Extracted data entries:
================================

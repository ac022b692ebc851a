#![forbid(unsafe_code)]

//! Node sets for document-subset canonicalization.
//!
//! A signature reference selects a subtree (the element carrying the
//! referenced ID) and the enveloped-signature transform then carves the
//! `<Signature>` subtree out of it. Both operations are expressed here.

use std::collections::HashSet;

/// A set of nodes from one parsed document, identified by `NodeId`.
#[derive(Debug, Clone, Default)]
pub struct NodeSet {
    nodes: HashSet<roxmltree::NodeId>,
}

impl NodeSet {
    /// Every node of the document except comments.
    ///
    /// This is what a same-document reference with `URI=""` selects.
    pub fn document_without_comments(doc: &roxmltree::Document<'_>) -> Self {
        Self::tree_without_comments(doc.root())
    }

    /// The subtree rooted at `root`, excluding comment nodes.
    pub fn tree_without_comments(root: roxmltree::Node<'_, '_>) -> Self {
        let nodes = root
            .descendants()
            .filter(|n| !n.is_comment())
            .map(|n| n.id())
            .collect();
        Self { nodes }
    }

    /// The subtree rooted at `root`, comments included.
    pub fn tree_with_comments(root: roxmltree::Node<'_, '_>) -> Self {
        Self {
            nodes: root.descendants().map(|n| n.id()).collect(),
        }
    }

    pub fn contains(&self, node: &roxmltree::Node<'_, '_>) -> bool {
        self.nodes.contains(&node.id())
    }

    /// Remove `root` and all of its descendants.
    pub fn remove_subtree(&mut self, root: roxmltree::Node<'_, '_>) {
        for n in root.descendants() {
            self.nodes.remove(&n.id());
        }
    }

    pub fn len(&self) -> usize {
        self.nodes.len()
    }

    pub fn is_empty(&self) -> bool {
        self.nodes.is_empty()
    }
}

================================

:: Your assignment ::
Where a line of the data contains "bool", copy that line.

:: Written solution ::
    pub fn contains(&self, node: &roxmltree::Node<'_, '_>) -> bool {
    pub fn is_empty(&self) -> bool {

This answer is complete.